3.論理的な主張とは何か?どのような構造か?

 これまでは、主に議論にまつわる全体像を理解してきました。ここからはより詳細に、論理的な議論のその核心へと、迫っていきましょう。前節では「共感」や「人徳」の重要性を説きましたが、それらは個々人で意識して磨いてもらうとして、この文書では、誰かに教えてもらわないと実態が掴めない「論理」そのものを特に理解していきます

 「論理的な思考、ロジカルシンキングが大事だ!」といったことはよく聞きます。皆さんも、「論理が何やら大事なようだ」ということは知っていると思います。それでは、「論理」とは何でしょうか?説明せよといわれても、ちょっと戸惑いますよね。実はみんな、あんまりわかってないんです。考えてみましょう。

 例えばあなたは、「論理的な主張」と聞いた時に、どんなものが思いつきますか?「○○だから、○○である」みたいな文章が思いつくかなと思います。逆に言えば、例えば「あぁ、なんでかわかんないけど、今日はカツカレーが食べたいぃ…!」といった主張は「なんで…?」って思うし、あるいは、「ここに、カツカレーがある…!」と事実だけ述べられても、「だから…?」となってしまい、いずれにせよ「論理的」とは思わないですよね。(笑) 何が違うんでしょうか?重要なのは、「論理」は、「主張」と「根拠」の両者があって成り立つということです。

 辞書で「論理」と調べれば、「考えや議論の筋道」と出てくるように、論理とは何らかの「点(主張)」と「点(事実)」を結ぶ「筋道」であって、「点」そのものではないわけです。あなたがもし「論理的」に話そうと思うなら、何らかの「主張」と、その主張が正しいといえる理由、「根拠」を述べる必要があります。ここでいう「根拠」とは、自分以外の誰でも、「それは確かにそうだよね」と必ず確かめられるもの、客観的な事実です。

 そのように共通に確認できる事実という土台に自分と相手が立ったとき、二人ともが必然的に納得できるだろうと考えられる地点が、「主張」です。「明日、雨が降るぞ!」と主張されても、「なんでそう言えるの?」と聞く側は思いますが、「だって、雲が近くに迫ってるからね。」と事実を教えてもらえると、さっきの主張が納得できますよね。

 そして「主張」とは、反論の余地(可能性)を持つ意見です。
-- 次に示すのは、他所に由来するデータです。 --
//! Error handling for the Scrapyard Ledger server
//!
//! Provides consistent error responses in English and Portuguese

use axum::{
    http::StatusCode,
    response::{IntoResponse, Response},
    Json,
};
use serde::Serialize;
use thiserror::Error;

use shared::RecordError;

use crate::store::StoreError;

/// Application error types
#[derive(Error, Debug)]
pub enum AppError {
    // Validation errors
    #[error("Validation error: {message}")]
    Validation {
        field: String,
        message: String,
        message_pt: String,
    },

    #[error("Invalid filter: {0}")]
    InvalidFilter(String),

    #[error("Resource not found: {0}")]
    NotFound(String),

    // Store errors
    #[error("Store error: {0}")]
    Store(#[from] StoreError),

    #[error("Record set error: {0}")]
    Record(#[from] RecordError),

    // Internal errors
    #[error("Internal server error: {0}")]
    Internal(String),
}

impl AppError {
    /// Field-level validation failure with a translated message
    pub fn validation(field: &str, message: impl Into<String>) -> Self {
        let message = message.into();
        AppError::Validation {
            field: field.to_string(),
            message_pt: translate(&message),
            message,
        }
    }
}

/// Portuguese copy for the validation messages shown in the entry forms
fn translate(message: &str) -> String {
    let text = match message {
        "Brand is required" => "Marca é obrigatória",
        "Model is required" => "Modelo é obrigatório",
        "Model year out of range" => "Ano fora do intervalo permitido",
        "Lot code is required" => "Lote é obrigatório",
        "Lot code already in use" => "Este lote já está cadastrado",
        "Cost cannot be negative" => "Custo não pode ser negativo",
        "Cost is too large" => "Custo acima do limite permitido",
        "Part name is required" => "Nome da peça é obrigatório",
        "Sale amount cannot be negative" => "Valor da venda não pode ser negativo",
        "Sale amount is too large" => "Valor da venda acima do limite permitido",
        "Select a lot for this sale" => "Selecione uma sucata para esta venda",
        "Selected lot does not exist" => "A sucata selecionada não existe",
        other => return format!("Dados inválidos: {}", other),
    };
    text.to_string()
}

/// Error response structure
#[derive(Serialize)]
pub struct ErrorResponse {
    pub error: ErrorDetail,
}

#[derive(Serialize)]
pub struct ErrorDetail {
    pub code: String,
    pub message_en: String,
    pub message_pt: String,
    #[serde(skip_serializing_if = "Option::is_none")]
    pub field: Option<String>,
}

impl IntoResponse for AppError {
    fn into_response(self) -> Response {
        let (status, error_detail) = match &self {
            AppError::Validation {
                field,
                message,
                message_pt,
            } => (
                StatusCode::BAD_REQUEST,
                ErrorDetail {
                    code: "VALIDATION_ERROR".to_string(),
                    message_en: message.clone(),
                    message_pt: message_pt.clone(),
                    field: Some(field.clone()),
                },
            ),
            AppError::InvalidFilter(msg) => (
                StatusCode::BAD_REQUEST,
                ErrorDetail {
                    code: "INVALID_FILTER".to_string(),
                    message_en: msg.clone(),
                    message_pt: format!("Filtro inválido: {}", msg),
                    field: None,
                },
            ),
            AppError::NotFound(resource) => (
                StatusCode::NOT_FOUND,
                ErrorDetail {
                    code: "NOT_FOUND".to_string(),
                    message_en: format!("{} not found", resource),
                    message_pt: format!("{} não encontrado", resource),
                    field: None,
                },
            ),
            AppError::Store(StoreError::NotFound(id)) => (
                StatusCode::NOT_FOUND,
                ErrorDetail {
                    code: "NOT_FOUND".to_string(),
                    message_en: format!("Record {} not found in store", id),
                    message_pt: format!("Registro {} não encontrado", id),
                    field: None,
                },
            ),
            AppError::Store(StoreError::DuplicateLotCode(_)) => (
                StatusCode::CONFLICT,
                ErrorDetail {
                    code: "DUPLICATE_ENTRY".to_string(),
                    message_en: "Lot code already in use".to_string(),
                    message_pt: "Este lote já está cadastrado".to_string(),
                    field: Some("lotCode".to_string()),
                },
            ),
            AppError::Store(_) => (
                StatusCode::BAD_GATEWAY,
                ErrorDetail {
                    code: "STORE_ERROR".to_string(),
                    message_en: "The record store rejected or failed the request".to_string(),
                    message_pt: "Erro ao salvar no banco de dados".to_string(),
                    field: None,
                },
            ),
            AppError::Record(err) => (
                StatusCode::CONFLICT,
                ErrorDetail {
                    code: "RECORD_CONFLICT".to_string(),
                    message_en: err.to_string(),
                    message_pt: "Registros duplicados no conjunto carregado".to_string(),
                    field: None,
                },
            ),
            AppError::Internal(msg) => (
                StatusCode::INTERNAL_SERVER_ERROR,
                ErrorDetail {
                    code: "INTERNAL_ERROR".to_string(),
                    message_en: msg.clone(),
                    message_pt: "Erro interno do servidor".to_string(),
                    field: None,
                },
            ),
        };

        // Log the error for debugging
        if status.is_server_error() {
            tracing::error!("Error: {:?}", self);
        } else {
            tracing::warn!("Request rejected: {}", self);
        }

        (status, Json(ErrorResponse { error: error_detail })).into_response()
    }
}

/// Result type alias for handlers
pub type AppResult<T> = Result<T, AppError>;

#[cfg(test)]
mod tests {
    use super::*;

    #[test]
    fn test_validation_is_bad_request_with_field() {
        let err = AppError::validation("lotId", "Select a lot for this sale");
        match &err {
            AppError::Validation { message_pt, .. } => {
                assert_eq!(message_pt, "Selecione uma sucata para esta venda")
            }
            _ => panic!("expected validation error"),
        }
        assert_eq!(err.into_response().status(), StatusCode::BAD_REQUEST);
    }

    #[test]
    fn test_store_error_statuses() {
        let missing = AppError::Store(StoreError::NotFound("1".to_string()));
        assert_eq!(missing.into_response().status(), StatusCode::NOT_FOUND);

        let dup = AppError::Store(StoreError::DuplicateLotCode("L1".to_string()));
        assert_eq!(dup.into_response().status(), StatusCode::CONFLICT);

        let remote = AppError::Store(StoreError::Remote {
            status: 500,
            body: String::new(),
        });
        assert_eq!(remote.into_response().status(), StatusCode::BAD_GATEWAY);
    }

    #[tokio::test]
    async fn test_duplicate_lot_code_body() {
        let response = AppError::Store(StoreError::DuplicateLotCode("L1".to_string())).into_response();
        let body = axum::body::to_bytes(response.into_body(), usize::MAX)
            .await
            .unwrap();
        let body: serde_json::Value = serde_json::from_slice(&body).unwrap();
        assert_eq!(body["error"]["code"], "DUPLICATE_ENTRY");
        assert_eq!(body["error"]["field"], "lotCode");
    }

    #[test]
    fn test_internal_is_server_error() {
        let err = AppError::Internal("CSV writer error".to_string());
        assert_eq!(err.into_response().status(), StatusCode::INTERNAL_SERVER_ERROR);
    }
}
なぜなら例えば、「この本は、本なのである!」とすごい勢いで「主張」のようなものをされたとしても、ここで述べられているのは、誰から見ても反論の余地のない「事実」であり、それ単体を述べても何の意味もありません。相手からの反論の余地が大きい意見、正しいかどうかがわかりにくい意見を主張しようと思うほど、たくさんの根拠を述べていくことが必要になります。このような意味で、「論理」とは、自分と他者が、共通に了解できる「根拠」から出発して、正しいかどうかが疑わしかった「主張」へと一緒にたどり着くかを試みるプロセスとも言えるでしょう。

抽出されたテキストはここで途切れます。